Calculated from a set of value polynomials,
The polynomial and the estimated error numerical polynomial to the polynomial correction device.
The auxiliary polynomials for correction in the (k-1) th time
Two kinds of auxiliary polynomials calculated at the time of execution of the iterative operation of the eye
Is calculated. According to an embodiment of the present invention, a polynomial correction
The apparatus executes the k-th iteration of the polynomial calculation processing apparatus.
The degree of the estimated error locator polynomial calculated at the time is (k +
1) / 2, one symbol in the received codeword
Syndrome corresponding to Bol and d of the error numerical polynomial
The above two types of sums with the coefficient of the term of −2− (k + 1) / 2 order
The estimated error locator polynomial of each of the polynomials multiplied by the auxiliary polynomial of
Correction of the polynomial added to the polynomial and the estimated error numerical polynomial
The estimated error locator polynomial and the estimated error numerical polynomial
It is characterized by doing. The present invention relates to a syndrome calculating device, a polynomial
An arithmetic device and a polynomial correction device are provided. Sindrow
The system calculating unit calculates a received codeword consisting of q + 1 symbols.
And the least reliable of q symbols in the received codeword
Calculate the syndrome from the index designating d-1 positions
And outputs it to a polynomial arithmetic unit and a polynomial correction unit. Many
The term operation unit calculates the syndrome and the
d−2−k symbols having the lowest reliability among the q symbols
Estimated error locator polynomial with position as erasure position and estimated error number
.., D−2 with respect to k = 0, 1,..., D−2
It is calculated sequentially. Also, the polynomial arithmetic device is calculated
The estimated error location polynomial and the estimated error numerical polynomial
Are simultaneously calculated. Multiple shifts
By using a method based on the register synthesis means method,
The auxiliary polynomial consists of the estimation error location polynomial and the estimation error numerical polynomial.

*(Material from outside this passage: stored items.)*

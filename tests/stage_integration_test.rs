//! End-to-end tests of the stage layer: linking, resolution, routing, and
//! value promotion across links.

use std::time::Duration;

use async_trait::async_trait;
use tokio::sync::mpsc;
use tokio::time::timeout;

use troupe::{
    ActorAddress, ActorCtx, ActorId, ContextKind, FabricError, Role, Stage, StageConfig,
    StageId, Step, Value,
};

const TICK: Duration = Duration::from_millis(500);

/// A role that forwards everything it receives to a test-side queue.
struct Probe {
    tx: mpsc::UnboundedSender<Value>,
}

#[async_trait]
impl Role for Probe {
    async fn step(&mut self, _ctx: &ActorCtx, message: Value) -> Result<Step, FabricError> {
        let _ = self.tx.send(message);
        Ok(Step::Receive)
    }
}

fn probe() -> (Probe, mpsc::UnboundedReceiver<Value>) {
    let (tx, rx) = mpsc::unbounded_channel();
    (Probe { tx }, rx)
}

fn address_value(address: ActorAddress) -> Value {
    Value::record([
        ("actor", Value::text(address.actor.to_string())),
        ("stage", Value::text(address.stage.to_string())),
    ])
}

fn address_from(value: &Value) -> Option<ActorAddress> {
    Some(ActorAddress::new(
        ActorId::parse(value.get("actor")?.as_text()?).ok()?,
        StageId::parse(value.get("stage")?.as_text()?).ok()?,
    ))
}

/// A role answering `{from, a, b}` with `{sum}` sent back to `from`.
struct Adder;

#[async_trait]
impl Role for Adder {
    async fn step(&mut self, ctx: &ActorCtx, message: Value) -> Result<Step, FabricError> {
        let a = message.get("a").and_then(Value::as_int).unwrap_or(0);
        let b = message.get("b").and_then(Value::as_int).unwrap_or(0);
        if let Some(from) = message.get("from").and_then(address_from) {
            ctx.stage()
                .send(from, Value::record([("sum", Value::Int(a + b))]))
                .await?;
        }
        Ok(Step::Receive)
    }
}

#[tokio::test]
async fn test_resolve_and_call_actor_on_dedicated_child() {
    let parent = Stage::spawn(StageConfig::default(), ContextKind::Main);

    parent
        .dedicated(|child| async move {
            child.register("add", Adder).await.unwrap();
            child.ready().await.unwrap();
        })
        .await
        .unwrap();

    let (probe, mut replies) = probe();
    let probe_ref = parent.spawn(probe).await.unwrap();

    let adder = parent.actor("add").await.unwrap();
    adder
        .send(Value::record([
            ("from", address_value(probe_ref.address())),
            ("a", Value::Int(2)),
            ("b", Value::Int(3)),
        ]))
        .await
        .unwrap();

    let reply = timeout(TICK, replies.recv()).await.unwrap().unwrap();
    assert_eq!(reply.get("sum").and_then(Value::as_int), Some(5));

    // Resolving again by id hits the cache and yields the same address.
    let again = parent.actor(adder.address().actor).await.unwrap();
    assert_eq!(again.address(), adder.address());

    // After eviction the id resolves again over the link, because the child
    // still hosts the actor.
    parent.forget(adder.address().actor).unwrap();
    let resolved = parent.actor(adder.address().actor).await.unwrap();
    assert_eq!(resolved.address(), adder.address());
}

/// A role that calls a callable carried inside the message.
struct Invoker;

#[async_trait]
impl Role for Invoker {
    async fn step(&mut self, _ctx: &ActorCtx, mut message: Value) -> Result<Step, FabricError> {
        let n = message.get("n").and_then(Value::as_int).unwrap_or(0);
        if let Some(callback) = message.take("callback").and_then(Value::into_func) {
            callback(vec![Value::Int(n * 2)]).await?;
        }
        Ok(Step::Receive)
    }
}

#[tokio::test]
async fn test_callable_crosses_links_as_proxy() {
    let parent = Stage::spawn(StageConfig::default(), ContextKind::Main);

    parent
        .dedicated(|child| async move {
            child.register("invoker", Invoker).await.unwrap();
            child.ready().await.unwrap();
        })
        .await
        .unwrap();

    let (tx, mut rx) = mpsc::unbounded_channel();
    let callback = Value::func(move |args| {
        let tx = tx.clone();
        Box::pin(async move {
            let _ = tx.send(args.into_iter().next().unwrap_or(Value::Null));
            Ok(Value::Null)
        })
    });

    let invoker = parent.actor("invoker").await.unwrap();
    invoker
        .send(Value::record([
            ("n", Value::Int(21)),
            ("callback", callback),
        ]))
        .await
        .unwrap();

    // The callable executes on the parent side even though the child
    // invoked it.
    let result = timeout(TICK, rx.recv()).await.unwrap().unwrap();
    assert_eq!(result, Value::Int(42));
}

#[tokio::test]
async fn test_ready_notification_is_sent_once() {
    let parent = Stage::spawn(StageConfig::default(), ContextKind::Main);
    let child = Stage::spawn(StageConfig::default(), ContextKind::Dedicated);

    let (near, far) = troupe::Channel::pair();
    let (adopted_by_parent, adopted_by_child) = tokio::join!(
        parent.adopt_link(near, troupe::LinkRole::Child),
        child.adopt_link(far, troupe::LinkRole::Parent),
    );
    let child_id = adopted_by_parent.unwrap();
    assert_eq!(adopted_by_child.unwrap(), parent.id());

    child.ready().await.unwrap();
    child.ready().await.unwrap();

    // Exactly one notification arrives.
    timeout(TICK, parent.await_ready(child_id))
        .await
        .unwrap()
        .unwrap();
    assert!(timeout(Duration::from_millis(200), parent.await_ready(child_id))
        .await
        .is_err());
}

#[tokio::test]
async fn test_pending_lookup_does_not_block_ready_wait() {
    let parent = Stage::spawn(StageConfig::default(), ContextKind::Main);
    let child = Stage::spawn(StageConfig::default(), ContextKind::Dedicated);

    let (near, far) = troupe::Channel::pair();
    let (adopted, _) = tokio::join!(
        parent.adopt_link(near, troupe::LinkRole::Child),
        child.adopt_link(far, troupe::LinkRole::Parent),
    );
    let child_id = adopted.unwrap();

    // Nobody registers this alias, so the lookup stays pending forever on
    // the parent's internal mailbox.
    let hanging = {
        let parent = parent.clone();
        tokio::spawn(async move { parent.actor("never-registered").await })
    };
    tokio::task::yield_now().await;

    // The readiness wait shares that mailbox and must still resolve.
    child.ready().await.unwrap();
    timeout(TICK, parent.await_ready(child_id))
        .await
        .expect("ready wait starved behind a pending lookup")
        .unwrap();

    hanging.abort();
}

#[tokio::test]
async fn test_send_to_missing_local_actor_is_recoverable() {
    let stage = Stage::spawn(StageConfig::default(), ContextKind::Main);
    let missing = ActorAddress::new(ActorId::generate(), stage.id());
    match stage.send(missing, Value::Null).await {
        Err(FabricError::UnknownActor(actor)) => assert_eq!(actor, missing.actor),
        other => panic!("unexpected result: {:?}", other),
    }
    // The stage keeps working afterwards.
    let (probe, mut rx) = probe();
    let probe_ref = stage.spawn(probe).await.unwrap();
    stage.send(probe_ref.address(), Value::Int(1)).await.unwrap();
    assert_eq!(
        timeout(TICK, rx.recv()).await.unwrap().unwrap(),
        Value::Int(1)
    );
}

#[tokio::test]
async fn test_datagram_travels_a_chain_by_flooding() {
    // a — b — c, with the target actor on c. Stage a has no link to c, so
    // the datagram floods through b.
    let a = Stage::spawn(StageConfig::default(), ContextKind::Main);
    let b = Stage::spawn(StageConfig::default(), ContextKind::Main);
    let c = Stage::spawn(StageConfig::default(), ContextKind::Main);

    let (ab, ba) = troupe::Channel::pair();
    let (r1, r2) = tokio::join!(
        a.adopt_link(ab, troupe::LinkRole::Child),
        b.adopt_link(ba, troupe::LinkRole::Parent),
    );
    r1.unwrap();
    r2.unwrap();
    let (bc, cb) = troupe::Channel::pair();
    let (r3, r4) = tokio::join!(
        b.adopt_link(bc, troupe::LinkRole::Child),
        c.adopt_link(cb, troupe::LinkRole::Parent),
    );
    r3.unwrap();
    r4.unwrap();

    let (probe, mut rx) = probe();
    let target = c.spawn(probe).await.unwrap();

    a.send(target.address(), Value::text("through the chain"))
        .await
        .unwrap();
    assert_eq!(
        timeout(TICK, rx.recv()).await.unwrap().unwrap(),
        Value::text("through the chain")
    );
}

#[tokio::test]
async fn test_flood_in_a_cycle_does_not_storm() {
    // A full triangle: every stage linked to both others.
    let a = Stage::spawn(StageConfig::default(), ContextKind::Main);
    let b = Stage::spawn(StageConfig::default(), ContextKind::Main);
    let c = Stage::spawn(StageConfig::default(), ContextKind::Main);

    for (left, right) in [(&a, &b), (&b, &c), (&c, &a)] {
        let (near, far) = troupe::Channel::pair();
        let (r1, r2) = tokio::join!(
            left.adopt_link(near, troupe::LinkRole::Child),
            right.adopt_link(far, troupe::LinkRole::Parent),
        );
        r1.unwrap();
        r2.unwrap();
    }

    // Nobody hosts this stage; the datagram floods the triangle and must
    // die out at the seen-set instead of circulating.
    let nowhere = ActorAddress::new(ActorId::generate(), StageId::generate());
    a.send(nowhere, Value::text("lost")).await.unwrap();

    tokio::time::sleep(Duration::from_millis(100)).await;

    // All three stages are still responsive.
    for stage in [&a, &b, &c] {
        let (probe, mut rx) = probe();
        let probe_ref = stage.spawn(probe).await.unwrap();
        stage.send(probe_ref.address(), Value::Int(7)).await.unwrap();
        assert_eq!(
            timeout(TICK, rx.recv()).await.unwrap().unwrap(),
            Value::Int(7)
        );
    }
}

#[tokio::test]
async fn test_shared_context_resolves_for_every_connector() {
    let first = Stage::spawn(StageConfig::default(), ContextKind::Main);
    let second = Stage::spawn(StageConfig::default(), ContextKind::Main);

    let boot = |stage: troupe::StageHandle| async move {
        stage.register("add", Adder).await.unwrap();
        stage.ready().await.unwrap();
    };

    first.shared("shared-adder", boot).await.unwrap();
    second
        .shared("shared-adder", |stage| async move {
            stage.register("add", Adder).await.unwrap();
            stage.ready().await.unwrap();
        })
        .await
        .unwrap();

    let from_first = first.actor("add").await.unwrap();
    let from_second = second.actor("add").await.unwrap();
    // Both connectors resolved the same actor on the same shared stage.
    assert_eq!(from_first.address(), from_second.address());

    let (probe, mut rx) = probe();
    let probe_ref = second.spawn(probe).await.unwrap();
    from_second
        .send(Value::record([
            ("from", address_value(probe_ref.address())),
            ("a", Value::Int(20)),
            ("b", Value::Int(22)),
        ]))
        .await
        .unwrap();
    let reply = timeout(TICK, rx.recv()).await.unwrap().unwrap();
    assert_eq!(reply.get("sum").and_then(Value::as_int), Some(42));
}

#[tokio::test]
async fn test_live_stage_is_a_singleton() {
    let one = troupe::live();
    let two = troupe::live();
    assert_eq!(one.id(), two.id());
    assert_eq!(one.context_kind(), ContextKind::Main);
}

/// A role using selective receive: sums numbers until it sees "stop", then
/// reports the total to whoever asked.
struct Tally {
    total: i64,
}

#[async_trait]
impl Role for Tally {
    async fn boot(&mut self, _ctx: &ActorCtx) -> Result<Step, FabricError> {
        Ok(Step::matching(|v| {
            v.as_int().is_some() || v.get("report").is_some()
        }))
    }

    async fn step(&mut self, ctx: &ActorCtx, message: Value) -> Result<Step, FabricError> {
        if let Some(n) = message.as_int() {
            self.total += n;
            return Ok(Step::matching(|v| {
                v.as_int().is_some() || v.get("report").is_some()
            }));
        }
        if let Some(from) = message.get("report").and_then(address_from) {
            ctx.stage().send(from, Value::Int(self.total)).await?;
            return Ok(Step::Done);
        }
        Ok(Step::Receive)
    }
}

#[tokio::test]
async fn test_actor_selective_receive_skips_noise() {
    let stage = Stage::spawn(StageConfig::default(), ContextKind::Main);
    let (probe, mut rx) = probe();
    let probe_ref = stage.spawn(probe).await.unwrap();

    let tally = stage.spawn(Tally { total: 0 }).await.unwrap();
    tally.send(Value::text("noise")).await.unwrap();
    tally.send(Value::Int(40)).await.unwrap();
    tally.send(Value::text("more noise")).await.unwrap();
    tally.send(Value::Int(2)).await.unwrap();
    tally
        .send(Value::record([("report", address_value(probe_ref.address()))]))
        .await
        .unwrap();

    assert_eq!(
        timeout(TICK, rx.recv()).await.unwrap().unwrap(),
        Value::Int(42)
    );
}

#[tokio::test]
async fn test_shutdown_stops_actors_and_links() {
    let stage = Stage::spawn(StageConfig::default(), ContextKind::Main);
    let (probe, _rx) = probe();
    let actor = stage.spawn(probe).await.unwrap();

    assert_eq!(
        stage.actor_status(actor.address().actor).await.unwrap(),
        troupe::ActorStatus::Running
    );

    stage.shutdown().await.unwrap();

    assert!(matches!(
        stage.send(actor.address(), Value::Null).await,
        Err(FabricError::StageStopped)
    ));
}
impl StageHandle {
    pub fn id(&self) -> StageId {
        self.id
    }

    /// Which kind of execution context this stage is bound to.
    pub fn context_kind(&self) -> ContextKind {
        self.context
    }

    fn command(&self, command: StageCommand) -> Result<(), FabricError> {
        self.commands
            .send(command)
            .map_err(|_| FabricError::StageStopped)
    }

    async fn request<T>(
        &self,
        build: impl FnOnce(oneshot::Sender<T>) -> StageCommand,
    ) -> Result<T, FabricError> {
        let (tx, rx) = oneshot::channel();
        self.command(build(tx))?;
        rx.await.map_err(|_| FabricError::StageStopped)
    }

    /// Spawn an anonymous local actor.
    pub async fn spawn<R: Role>(&self, role: R) -> Result<ActorRef, FabricError> {
        self.request(|tx| StageCommand::SpawnActor {
            role: Box::new(role),
            name: None,
            response_tx: tx,
        })
        .await?
    }

    /// Spawn a local actor and install `name` as a stage-local alias for it.
    pub async fn register<R: Role>(&self, name: &str, role: R) -> Result<ActorRef, FabricError> {
        self.request(|tx| StageCommand::SpawnActor {
            role: Box::new(role),
            name: Some(name.to_string()),
            response_tx: tx,
        })
        .await?
    }

    /// Resolve an actor by alias or id: locally if known, otherwise by
    /// broadcasting a lookup and waiting for the first reply. Resolved
    /// remote actors are cached until [`forget`](Self::forget).
    pub async fn actor(&self, whois: impl Into<Whois>) -> Result<ActorRef, FabricError> {
        let whois = whois.into();
        self.request(|tx| StageCommand::ResolveActor {
            whois,
            response_tx: tx,
        })
        .await?
    }

    /// Route a message to an actor anywhere in the federation.
    pub async fn send(&self, to: ActorAddress, message: Value) -> Result<(), FabricError> {
        self.request(|tx| StageCommand::SendMessage {
            to,
            message,
            response_tx: tx,
        })
        .await?
    }

    /// Mark this stage ready. The first call re-sends the stage
    /// identification to every parent link; later calls do nothing.
    pub async fn ready(&self) -> Result<(), FabricError> {
        self.request(|tx| StageCommand::MarkReady { response_tx: tx })
            .await?
    }

    /// Evict a cached remote actor. Local actors are unaffected.
    pub fn forget(&self, actor: ActorId) -> Result<(), FabricError> {
        self.command(StageCommand::Forget { actor })
    }

    pub async fn actor_status(&self, actor: ActorId) -> Result<ActorStatus, FabricError> {
        self.request(|tx| StageCommand::GetActorStatus {
            actor,
            response_tx: tx,
        })
        .await
    }

    /// Link this stage to a peer over `channel`: exchange identification
    /// packets, then hand the link to a router. The first packet received
    /// must be the peer's identification.
    pub async fn adopt_link(
        &self,
        mut channel: Channel,
        role: LinkRole,
    ) -> Result<StageId, FabricError> {
        channel.send(StageMessage::Stage { stage: self.id }.into_value())?;
        let first = channel.recv().await?;
        let peer = match StageMessage::parse(first)? {
            Parsed::Protocol(StageMessage::Stage { stage }) => stage,
            other => {
                return Err(FabricError::ProtocolViolation(format!(
                    "expected stage identification, got {:?}",
                    other
                )))
            }
        };
        self.request(|tx| StageCommand::InstallLink {
            stage: peer,
            role,
            channel,
            response_tx: tx,
        })
        .await?
    }

    /// Spawn a dedicated child context running `boot` on a fresh stage
    /// linked under this one. Resolves once the child has marked itself
    /// ready, so `boot` must call [`ready`](Self::ready).
    pub async fn dedicated<F, Fut>(&self, boot: F) -> Result<StageId, FabricError>
    where
        F: FnOnce(StageHandle) -> Fut + Send + 'static,
        Fut: Future<Output = ()> + Send + 'static,
    {
        let near = worker::spawn_dedicated(move |far| async move {
            let child = Stage::spawn(StageConfig::default(), ContextKind::Dedicated);
            match child.adopt_link(far, LinkRole::Parent).await {
                Ok(_) => boot(child).await,
                Err(e) => warn!("dedicated context failed to link: {}", e),
            }
        });
        let child = self.adopt_link(near, LinkRole::Child).await?;
        self.await_ready(child).await?;
        Ok(child)
    }

    /// Wait for the readiness notification of a linked stage: the stage
    /// re-sending its identification once its boot completes.
    pub async fn await_ready(&self, stage: StageId) -> Result<(), FabricError> {
        self.inbox
            .recv_matching(move |value| {
                value.get("type").and_then(Value::as_text) == Some("stage")
                    && value
                        .get("stage")
                        .and_then(Value::as_text)
                        .and_then(|s| StageId::parse(s).ok())
                        == Some(stage)
            })
            .await?;
        Ok(())
    }

    /// Connect to (or lazily start) the named shared context. Each connect
    /// gets its own link; the shared stage adopts every client as a parent.
    pub async fn shared<F, Fut>(&self, name: &str, boot: F) -> Result<StageId, FabricError>
    where
        F: FnOnce(StageHandle) -> Fut + Send + 'static,
        Fut: Future<Output = ()> + Send + 'static,
    {
        let near = worker::connect_shared(name, move |mut clients| async move {
            let shared = Stage::spawn(StageConfig::default(), ContextKind::Shared);
            boot(shared.clone()).await;
            while let Some(channel) = clients.accept().await {
                if let Err(e) = shared.adopt_link(channel, LinkRole::Parent).await {
                    warn!("shared context failed to adopt a client: {}", e);
                }
            }
        });
        self.adopt_link(near, LinkRole::Child).await
    }

    /// Stop the stage: close every actor mailbox, stop the routers, drop
    /// the links, and end the command loop.
    pub async fn shutdown(&self) -> Result<(), FabricError> {
        self.request(|tx| StageCommand::Shutdown { response_tx: tx })
            .await
    }
}

lazy_static! {
    static ref LIVE: StdMutex<Option<StageHandle>> = StdMutex::new(None);
}

/// The process-wide stage. The first call creates it (and therefore must run
/// inside the async runtime); later calls return the same handle.
pub fn live() -> StageHandle {
    let mut live = LIVE.lock().unwrap();
    live.get_or_insert_with(|| Stage::spawn(StageConfig::default(), ContextKind::Main))
        .clone()
}

/// The stage state, owned by its command loop.
pub struct Stage {
    id: StageId,
    names: HashMap<String, ActorId>,
    actors: HashMap<ActorId, ActorEntry>,
    links: HashMap<StageId, Link>,
    is_ready: bool,
    next_seq: u64,
    seen: router::SeenSet,
    inbox: Mailbox,
    handle: StageHandle,
    shutdown: ShutdownController,
}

Efficiently calculated as a work polynomial when calculating the formula
You. That is, the auxiliary polynomial needed to perform the correction
Does not require a special device for calculating
With. Estimated error position polynomial calculated by polynomial arithmetic unit
Double expansion of equation and estimated error numerical polynomial with codeword length q + 1
Estimation error locator polynomial and estimation for Reed-Solomon codes
In order to correct the error numerical polynomial, the present invention uses a polynomial correction
Equipment. The polynomial correction device is calculated by a polynomial arithmetic device.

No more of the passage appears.